Although the Biden administration has touted its American Jobs Plan and its ability to improve long-term care with a $400 billion investment, there’s a lot of “unknowns” about how it will affect providers.

That uncertainty has left LHC Group and others cautiously optimistic.

“With the $400 billion that’s proposed, it’s difficult, because there’s a number that’s out there, but there’s not a lot of detail around how it’s going to be structured,” Myers said. “It could mean a lot of things. We don’t know how much union activity is going to be involved in that. So we’re taking a conservative approach to everything and staying very close to it from a policy perspective and waiting for more color around it.”

Personal care goals

Personal care services currently represent a smaller portion of LHC Group’s overall business, accounting for about 9% of its net service revenue.
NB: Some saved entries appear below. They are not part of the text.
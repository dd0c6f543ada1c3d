//! Report and size history commands

use anyhow::Result;
use colored::Colorize;
use tabled::Tabled;

use crate::client::{ApiClient, MaxSize, Snapshot, TriggerResponse};
use crate::output::{
    format_bytes, format_unix, print_info, print_json, print_success, print_table, print_warning,
    OutputFormat,
};

/// Row for the snapshot table
#[derive(Tabled)]
struct SnapshotRow {
    #[tabled(rename = "Time (UTC)")]
    time: String,
    #[tabled(rename = "Total Size")]
    total_size: String,
    #[tabled(rename = "Bytes")]
    bytes: u64,
    #[tabled(rename = "Objects")]
    objects: u64,
}

/// Trigger a chart render and upload
pub async fn trigger_plot(client: &ApiClient, format: OutputFormat) -> Result<()> {
    let result: TriggerResponse = client.post("plot").await?;

    match format {
        OutputFormat::Json => print_json(&result)?,
        OutputFormat::Table => {
            if result.body.starts_with("No data") {
                print_warning(&result.body);
            } else {
                print_success(&result.body);
            }
        }
    }

    Ok(())
}

/// List snapshots taken in the last `since` seconds
pub async fn list_snapshots(client: &ApiClient, since: u64, format: OutputFormat) -> Result<()> {
    let snapshots: Vec<Snapshot> = client.get(&format!("snapshots?since={}", since)).await?;

    match format {
        OutputFormat::Json => print_json(&snapshots)?,
        OutputFormat::Table => {
            println!("{}", format!("Size Snapshots (last {}s)", since).bold());
            println!("{}", "=".repeat(60));

            if snapshots.is_empty() {
                print_warning("No snapshots in this window");
                return Ok(());
            }

            let count = snapshots.len();
            let rows: Vec<SnapshotRow> = snapshots
                .into_iter()
                .map(|s| SnapshotRow {
                    time: format_unix(s.timestamp),
                    total_size: format_bytes(s.total_size),
                    bytes: s.total_size,
                    objects: s.object_count,
                })
                .collect();

            print_table(rows);
            println!("\nTotal: {} snapshots", count);
        }
    }

    Ok(())
}

/// Show the largest size ever recorded
pub async fn show_max(client: &ApiClient, format: OutputFormat) -> Result<()> {
    let result: MaxSize = client.get("snapshots/max").await?;

    match format {
        OutputFormat::Json => print_json(&result)?,
        OutputFormat::Table => {
            if result.max_size == 0 {
                print_info(&format!("No size recorded yet for {}", result.source_name.cyan()));
            } else {
                println!(
                    "Max size of {}: {} ({} bytes)",
                    result.source_name.cyan(),
                    format_bytes(result.max_size).bold(),
                    result.max_size
                );
            }
        }
    }

    Ok(())
}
Myers said that the company is not opposed to growing that service line in the future. If LHC Group does go down that road, it will still take that same conservative approach that it does elsewhere, he noted.

“I’m not ruling out more expansion into personal care services,” Myers said. “We think that’s a vital service, but it’s been the most difficult one for us to manage because of how it’s delivered. There’s a different program in every state … and there’s challenges like stable staffing [and others]. We’re not risk takers. We’re keeping a close eye on it, though, and if there’s an opportunity there and the risk profiles good enough for us, we’ll move in that direction.”

On the home health side, the company remains confident in its organic growth strategies, pointing to its numbers through the COVID-19 crisis as the reason.

LHC Group’s admissions per day were higher in Q1 than they were last year, increasing from an average daily census of 76,978 to 83,938.

“To be back on that pace — after having that hurdle rate for this quarter and all the headwinds — is a true testament to the growth momentum we currently have in our home health segment,” LHC Group President Joshua Proffitt said on the call.